One group of animals (chronically injured) underwent a second surgery approximately 4 to 7 days. Because spontaneous recovery of hemidiaphragmatic activity was expected in this group of rats, we performed a second surgery to ensure that the hemisection surgery was complete and that the phrenic activity observed was caused by crossed phrenic pathways. Rats were anesthetized with ketamine and xylazine (70 and 20 mg/kg, respectively). An incision was made across the abdomen about 1 cm below the last rib. The diaphragm was visualized from the peritoneal cavity, and electromyogram recordings were taken from the left and right hemidiaphragms. The hemisection was considered to be functionally complete if there was no activity in the hemidiaphragm ipsilateral to hemisection. The abdominal muscles were sutured with absorbable suture, and the skin was stapled closed. Any rat that showed activity ipsilateral to hemisection was killed and not used in this study. The rats with complete hemisections were allowed to recover for 16 weeks after hemisection.
Experimental Protocol
Animals were separated into 3 study groups: 1 group that recovered from surgery for 24 to 48 hours and received drug systemically, 1 group that recovered from surgery for 16 weeks and received drug systemically, and 1 group that recovered from surgery for 1 week and had drug applied directly to the dorsal spinal cord. On the day of experimentation, animals were anesthetized with chloral hydrate (400 mg/kg, IP), a tracheotomy was performed, and the animal was placed on a rodent ventilator (Harvard Apparatus, Holliston, MA) supplied with oxygen mixed with air (FIO2 ~ 0.50). The femoral artery and vein were cannulated to record blood pressure and administer drugs, respectively.

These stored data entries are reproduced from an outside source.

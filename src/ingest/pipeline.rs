use super::ports::{AlertPublisher, ReadingStore};
use crate::alert::{AlertStateMachine, Transition};
use crate::error::ScoringError;
use crate::reading::Reading;
use crate::scoring::{Estimate, FireProbability, ProbabilityEstimator, ReadingWindow, Scorer};
use crate::stats::IngestStats;
use chrono::Utc;
use std::collections::HashMap;
use std::sync::{Arc, Mutex};
use std::time::Duration;
use tokio::time::Instant;

#[derive(Debug, Clone, Copy, PartialEq, Eq)]
pub enum DropStage {
    Persist,
    Score,
}

/// What happened to one reading. Per-message failures end here and are
/// never raised to the caller.
#[derive(Debug, Clone, Copy, PartialEq)]
pub enum MessageOutcome {
    Dropped(DropStage),
    Applied {
        row_id: i64,
        probability: FireProbability,
        transition: Transition,
        published: bool,
    },
}

#[derive(Debug, Clone, Copy)]
pub struct HistoryLimits {
    pub max_age: Duration,
    pub max_samples: usize,
}

#[derive(Clone)]
pub struct IngestionPipeline {
    store: Arc<dyn ReadingStore>,
    publisher: Arc<dyn AlertPublisher>,
    scorer: Scorer,
    alerts: Arc<AlertStateMachine>,
    history: Arc<Mutex<HashMap<String, ReadingWindow>>>,
    history_limits: HistoryLimits,
    stats: Arc<IngestStats>,
}

impl IngestionPipeline {
    pub fn new(
        store: Arc<dyn ReadingStore>,
        publisher: Arc<dyn AlertPublisher>,
        scorer: Scorer,
        alerts: Arc<AlertStateMachine>,
        history_limits: HistoryLimits,
        stats: Arc<IngestStats>,
    ) -> Self {
        Self {
            store,
            publisher,
            scorer,
            alerts,
            history: Arc::new(Mutex::new(HashMap::new())),
            history_limits,
            stats,
        }
    }

    pub fn stats(&self) -> Arc<IngestStats> {
        self.stats.clone()
    }

    /// Records, scores and applies one reading. Callers must not run two of
    /// these concurrently for the same node.
    pub async fn process_reading(&self, reading: Reading, now: Instant) -> MessageOutcome {
        let row_id = match self.store.insert_reading(&reading).await {
            Ok(row_id) => {
                IngestStats::bump(&self.stats.persisted);
                row_id
            }
            Err(err) => {
                IngestStats::bump(&self.stats.persist_failures);
                self.stats.record_error(err.to_string());
                tracing::warn!(error=%err, node=%reading.node_id, "failed to persist reading; dropping");
                return MessageOutcome::Dropped(DropStage::Persist);
            }
        };

        let estimate = match self.score(row_id, &reading).await {
            Ok(estimate) => estimate,
            Err(err) => {
                IngestStats::bump(&self.stats.scoring_failures);
                self.stats.record_error(err.to_string());
                tracing::warn!(error=%err, node=%reading.node_id, row_id, "failed to score reading; dropping");
                return MessageOutcome::Dropped(DropStage::Score);
            }
        };

        if let Err(err) = self.store.record_estimate(row_id, &estimate).await {
            IngestStats::bump(&self.stats.persist_failures);
            self.stats.record_error(err.to_string());
            tracing::warn!(error=%err, node=%reading.node_id, row_id, "failed to store fire probability");
        }

        let transition = self
            .alerts
            .transition(&reading.node_id, estimate.probability, now);
        tracing::debug!(
            node=%reading.node_id,
            row_id,
            probability = estimate.probability.value(),
            status = ?transition.status,
            changed = transition.changed,
            "applied reading"
        );

        let mut published = false;
        if transition.changed {
            IngestStats::bump(&self.stats.transitions);
            tracing::info!(
                node=%reading.node_id,
                status = ?transition.status,
                probability = estimate.probability.value(),
                "fire alert status changed"
            );
            published = self.commit_transition(&reading.node_id, transition).await;
        }

        MessageOutcome::Applied {
            row_id,
            probability: estimate.probability,
            transition,
            published,
        }
    }

    async fn score(&self, row_id: i64, reading: &Reading) -> Result<Estimate, ScoringError> {
        match &self.scorer {
            Scorer::Local(estimator) => self.score_locally(estimator.as_ref(), reading),
            Scorer::Remote(remote) => remote.invoke(row_id, reading).await,
        }
    }

    fn score_locally(
        &self,
        estimator: &dyn ProbabilityEstimator,
        reading: &Reading,
    ) -> Result<Estimate, ScoringError> {
        let mut history = self
            .history
            .lock()
            .unwrap_or_else(|poisoned| poisoned.into_inner());
        let window = history.entry(reading.node_id.clone()).or_insert_with(|| {
            ReadingWindow::new(self.history_limits.max_age, self.history_limits.max_samples)
        });
        if !window.push(reading) {
            tracing::trace!(node=%reading.node_id, samples = window.len(), "reading already in history");
        }
        estimator.estimate(reading, window)
    }

    /// The in-memory transition is already committed; storage and publish
    /// are best-effort from here.
    async fn commit_transition(&self, node_id: &str, transition: Transition) -> bool {
        let has_fire = transition.status.is_fire();
        if let Err(err) = self
            .store
            .update_alert_status(node_id, has_fire, Utc::now())
            .await
        {
            IngestStats::bump(&self.stats.persist_failures);
            self.stats.record_error(err.to_string());
            tracing::warn!(error=%err, node=%node_id, has_fire, "failed to persist alert status");
        }

        match self.publisher.publish_status(node_id, transition.status).await {
            Ok(()) => true,
            Err(err) => {
                IngestStats::bump(&self.stats.publish_failures);
                self.stats.record_error(err.to_string());
                tracing::warn!(error=%err, node=%node_id, has_fire, "failed to publish alert status");
                false
            }
        }
    }
}
use crate::alert::AlertStatus;
use crate::error::{PersistenceError, PublishError};
use crate::reading::Reading;
use crate::scoring::Estimate;
use async_trait::async_trait;
use chrono::{DateTime, Utc};

/// Durable storage for readings and per-node alert status.
#[async_trait]
pub trait ReadingStore: Send + Sync {
    /// Appends a reading and returns its row id.
    async fn insert_reading(&self, reading: &Reading) -> Result<i64, PersistenceError>;

    /// Annotates a stored reading with its score.
    async fn record_estimate(&self, row_id: i64, estimate: &Estimate)
        -> Result<(), PersistenceError>;

    /// Upserts the alert status row of one node.
    async fn update_alert_status(
        &self,
        node_id: &str,
        has_fire: bool,
        at: DateTime<Utc>,
    ) -> Result<(), PersistenceError>;
}

/// Outbound side of the broker connection.
#[async_trait]
pub trait AlertPublisher: Send + Sync {
    async fn publish_status(&self, node_id: &str, status: AlertStatus) -> Result<(), PublishError>;
}
use std::time::Duration;
use thiserror::Error;

/// Inbound payload could not be turned into a `Reading`.
#[derive(Debug, Error)]
pub enum DecodeError {
    #[error("empty payload")]
    Empty,
    #[error("malformed sensor payload: {0}")]
    Json(#[from] simd_json::Error),
    #[error("sensor payload has no node id")]
    MissingNodeId,
    #[error("sensor payload has no timestamp")]
    MissingTimestamp,
    #[error("invalid epoch timestamp {0}")]
    InvalidTimestamp(f64),
}

/// Storage was unavailable or rejected a write.
#[derive(Debug, Error)]
pub enum PersistenceError {
    #[error("database error: {0}")]
    Database(#[from] sqlx::Error),
    #[error("write rejected: {0}")]
    Rejected(String),
}

/// No probability could be produced for a reading.
#[derive(Debug, Error)]
pub enum ScoringError {
    #[error("estimator produced non-finite probability {0}")]
    NonFinite(f64),
    #[error("scorer could not score reading")]
    Unscored,
    #[error("scorer request failed: {0}")]
    Request(#[from] reqwest::Error),
    #[error("scorer returned status {0}")]
    Status(u16),
}

/// Alert state committed but the status message was not delivered.
#[derive(Debug, Error)]
pub enum PublishError {
    #[error("failed to encode alert message: {0}")]
    Encode(#[from] serde_json::Error),
    #[error("mqtt client rejected publish: {0}")]
    Client(#[from] rumqttc::ClientError),
    #[error("publish not accepted within {0:?}")]
    Timeout(Duration),
}

/// Broker connection could not be established or was lost.
#[derive(Debug, Error)]
pub enum TransportError {
    #[error("timed out after {0:?} waiting for {1}")]
    Timeout(Duration, &'static str),
    #[error("mqtt connection failed: {0}")]
    Connection(#[from] rumqttc::ConnectionError),
    #[error("mqtt subscribe failed: {0}")]
    Subscribe(#[from] rumqttc::ClientError),
    #[error("broker refused connection: {0:?}")]
    Refused(rumqttc::ConnectReturnCode),
    #[error("broker rejected subscription to {0}")]
    SubscriptionRejected(String),
    #[error("broker closed the connection")]
    ClosedByBroker,
}

#[derive(Debug, Error)]
pub enum ConfigError {
    #[error("{0} must be a finite value within [0, 1], got {1}")]
    OutOfRange(&'static str, f64),
    #[error("{0} must be between 1 and {1} seconds, got {2}")]
    DurationOutOfRange(&'static str, u64, u64),
    #[error("unknown estimator {0:?}; expected \"threshold\" or \"weighted\"")]
    UnknownEstimator(String),
}
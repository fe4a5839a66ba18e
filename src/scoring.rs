mod estimator;
mod remote;
mod window;

pub use estimator::{ProbabilityEstimator, ThresholdEstimator, WeightedEstimator};
pub use remote::RemoteScorer;
pub use window::ReadingWindow;

use crate::error::ScoringError;
use std::sync::Arc;

/// Fire probability in [0, 1], derived from exactly one reading.
#[derive(Debug, Clone, Copy, PartialEq, PartialOrd)]
pub struct FireProbability(f64);

impl FireProbability {
    pub fn new(value: f64) -> Result<Self, ScoringError> {
        if !value.is_finite() {
            return Err(ScoringError::NonFinite(value));
        }
        Ok(Self(value.clamp(0.0, 1.0)))
    }

    pub fn value(self) -> f64 {
        self.0
    }
}

#[derive(Debug, Clone, Copy, PartialEq)]
pub struct Estimate {
    pub probability: FireProbability,
    pub r_value: Option<f64>,
}

/// Where probabilities come from: an in-process estimator fed with the
/// node's history, or the external analytics function.
#[derive(Clone)]
pub enum Scorer {
    Local(Arc<dyn ProbabilityEstimator>),
    Remote(RemoteScorer),
}

impl Scorer {
    pub fn describe(&self) -> &'static str {
        match self {
            Scorer::Local(estimator) => estimator.name(),
            Scorer::Remote(_) => "remote",
        }
    }
}
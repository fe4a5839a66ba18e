use crate::reading::Reading;
use chrono::{DateTime, Duration as ChronoDuration, Utc};
use std::collections::VecDeque;

#[derive(Clone, Debug, PartialEq)]
pub struct WindowSample {
    pub timestamp: DateTime<Utc>,
    pub temperature: Option<f64>,
    pub humidity: Option<f64>,
    pub air_quality: Option<f64>,
}

/// Recent history of one node, bounded by age (on sensor time) and count.
#[derive(Debug, Clone)]
pub struct ReadingWindow {
    max_age: ChronoDuration,
    max_samples: usize,
    buffer: VecDeque<WindowSample>,
}

impl ReadingWindow {
    pub fn new(max_age: std::time::Duration, max_samples: usize) -> Self {
        Self {
            max_age: ChronoDuration::from_std(max_age)
                .unwrap_or_else(|_| ChronoDuration::minutes(30)),
            max_samples: max_samples.max(1),
            buffer: VecDeque::new(),
        }
    }

    /// Records a reading. Returns false when a sample with the same
    /// timestamp is already held.
    pub fn push(&mut self, reading: &Reading) -> bool {
        if self
            .buffer
            .iter()
            .any(|entry| entry.timestamp == reading.timestamp)
        {
            return false;
        }

        let sample = WindowSample {
            timestamp: reading.timestamp,
            temperature: reading.temperature,
            humidity: reading.humidity,
            air_quality: reading.air_quality,
        };
        let at = self
            .buffer
            .iter()
            .rposition(|entry| entry.timestamp < sample.timestamp)
            .map(|idx| idx + 1)
            .unwrap_or(0);
        self.buffer.insert(at, sample);
        self.evict();
        true
    }

    fn evict(&mut self) {
        let Some(newest) = self.buffer.back().map(|entry| entry.timestamp) else {
            return;
        };
        // no age cutoff when the window reaches past the earliest representable time
        let cutoff = newest.checked_sub_signed(self.max_age);
        while let Some(front) = self.buffer.front() {
            let expired = cutoff.is_some_and(|cutoff| front.timestamp < cutoff);
            if expired || self.buffer.len() > self.max_samples {
                self.buffer.pop_front();
            } else {
                break;
            }
        }
    }

    pub fn len(&self) -> usize {
        self.buffer.len()
    }

    /// Temperature/humidity pairs from samples that carry both.
    pub fn paired_temperature_humidity(&self) -> (Vec<f64>, Vec<f64>) {
        self.buffer
            .iter()
            .filter_map(|entry| Some((entry.temperature?, entry.humidity?)))
            .unzip()
    }

    pub fn count_air_quality_above(&self, threshold_ppm: f64) -> usize {
        self.buffer
            .iter()
            .filter_map(|entry| entry.air_quality)
            .filter(|value| *value > threshold_ppm)
            .count()
    }
}
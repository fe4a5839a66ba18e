use crate::alert::AlertStatus;
use crate::error::PersistenceError;
use crate::ingest::ReadingStore;
use crate::reading::Reading;
use crate::scoring::Estimate;
use anyhow::Result;
use async_trait::async_trait;
use chrono::{DateTime, Utc};
use sqlx::postgres::PgPoolOptions;
use sqlx::{PgPool, Row};

pub async fn build_pool(database_url: &str, max_connections: u32) -> Result<PgPool> {
    let pool = PgPoolOptions::new()
        .max_connections(max_connections)
        .connect(database_url)
        .await?;
    Ok(pool)
}

#[derive(Clone, Debug)]
pub struct PgReadingStore {
    pool: PgPool,
}

impl PgReadingStore {
    pub fn new(pool: PgPool) -> Self {
        Self { pool }
    }

    pub async fn ensure_schema(&self) -> Result<()> {
        sqlx::query(
            r#"
            CREATE TABLE IF NOT EXISTS fire_readings (
                id bigserial primary key,
                node_id text not null,
                ts timestamptz not null,
                temperature double precision null,
                humidity double precision null,
                air_quality_ppm double precision null,
                flame_present boolean null,
                fire_probability double precision null,
                r_value double precision null,
                inserted_at timestamptz not null default now()
            )
            "#,
        )
        .execute(&self.pool)
        .await?;
        sqlx::query(
            r#"
            CREATE INDEX IF NOT EXISTS fire_readings_node_ts_idx
            ON fire_readings (node_id, ts DESC)
            "#,
        )
        .execute(&self.pool)
        .await?;
        sqlx::query(
            r#"
            CREATE TABLE IF NOT EXISTS fire_alert_status (
                node_id text primary key,
                has_fire boolean not null,
                updated_at timestamptz not null
            )
            "#,
        )
        .execute(&self.pool)
        .await?;
        Ok(())
    }

    pub async fn load_alert_statuses(&self) -> Result<Vec<(String, AlertStatus)>> {
        let rows = sqlx::query("SELECT node_id, has_fire FROM fire_alert_status")
            .fetch_all(&self.pool)
            .await?;
        let mut statuses = Vec::with_capacity(rows.len());
        for row in rows {
            let node_id = row.try_get::<String, _>("node_id")?;
            let status = if row.try_get::<bool, _>("has_fire")? {
                AlertStatus::Fire
            } else {
                AlertStatus::NoFire
            };
            statuses.push((node_id, status));
        }
        Ok(statuses)
    }
}

#[async_trait]
impl ReadingStore for PgReadingStore {
    async fn insert_reading(&self, reading: &Reading) -> Result<i64, PersistenceError> {
        let row_id: i64 = sqlx::query_scalar(
            r#"
            INSERT INTO fire_readings
                (node_id, ts, temperature, humidity, air_quality_ppm, flame_present)
            VALUES ($1, $2, $3, $4, $5, $6)
            RETURNING id
            "#,
        )
        .bind(&reading.node_id)
        .bind(reading.timestamp)
        .bind(reading.temperature)
        .bind(reading.humidity)
        .bind(reading.air_quality)
        .bind(reading.flame_present)
        .fetch_one(&self.pool)
        .await?;
        Ok(row_id)
    }

    async fn record_estimate(
        &self,
        row_id: i64,
        estimate: &Estimate,
    ) -> Result<(), PersistenceError> {
        let result = sqlx::query(
            r#"
            UPDATE fire_readings
            SET fire_probability = $2, r_value = $3
            WHERE id = $1
            "#,
        )
        .bind(row_id)
        .bind(estimate.probability.value())
        .bind(estimate.r_value)
        .execute(&self.pool)
        .await?;
        if result.rows_affected() == 0 {
            return Err(PersistenceError::Rejected(format!(
                "reading row {row_id} not found"
            )));
        }
        Ok(())
    }

    async fn update_alert_status(
        &self,
        node_id: &str,
        has_fire: bool,
        at: DateTime<Utc>,
    ) -> Result<(), PersistenceError> {
        sqlx::query(
            r#"
            INSERT INTO fire_alert_status (node_id, has_fire, updated_at)
            VALUES ($1, $2, $3)
            ON CONFLICT (node_id)
            DO UPDATE SET has_fire = EXCLUDED.has_fire, updated_at = EXCLUDED.updated_at
            "#,
        )
        .bind(node_id)
        .bind(has_fire)
        .bind(at)
        .execute(&self.pool)
        .await?;
        Ok(())
    }
}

Blood gases were taken only from the group of animals in which 8-OH-DPAT was directly applied to the spinal cord, because a blood-gas analyzer was not available at the time of the other experiments. The rats were vagotomized in the midcervical region and paralyzed with pancuronium bromide (0.5 mg/kg, IV), and both phrenic nerves (PNs) were isolated and transected. In the 2 groups that received 8-OH-DPAT systemically, both right and left PNs were placed on bipolar electrodes from a ventral approach, and mineral oil was applied to prevent desiccation. In the group of rats in which 8-OH-DPAT was applied to the spinal cord, rats were placed into a stereotaxic frame and the dorsal aspect of the cervical vertebrae, and dura was removed to expose the dorsal spinal cord from C2 to C7. Both right and left PNs were recorded from a dorsal approach. Body temperature was maintained at 37°C by a rectal thermometer attached to a Harvard Rodent temperature controlled heating pad, and end-tidal CO2 (Novametrix, Respironics, Wallingford, CT) was monitored continuously. The apneic threshold was determined by slowly increasing the ventilator rate and/or volume until PN discharge disappeared. The ventilator was adjusted to achieve an end-tidal CO2 of approximately 4 mmHg above apnea (24–48 hours after injury: control, 39.33 ± 0.577 mmHg; hemisected, 39.7 ± 3.56 mmHg; 1 week after injury: sham 37.2 ± 2.86 mmHg; hemisected, 36.14 ± 1.57 mmHg; 16 weeks after injury: control, 43.25 ± 3.49 mmHg; hemisected, 45.13 ± 3.91 mmHg). The animals were allowed to stabilize for approximately 20 to 30 minutes before drug was applied. Systemic injections of 8-OH-DPAT (17 μg/kg) were given intravenously.
In one group, 8-OH-DPAT (100 μg dissolved in 4 μL of saline) or saline (4 μL) was applied to a Kim wipe pledget (~12 × 2 mm), which was placed carefully on the midline of the dorsal surface of the spinal cord (20). PN activity was amplified and filtered (3,000 Hz, band pass, Tectronix Model TM502A, Beaverton, OR) and recorded continuously on computer using data acquisition software (CED, Cambridge, UK).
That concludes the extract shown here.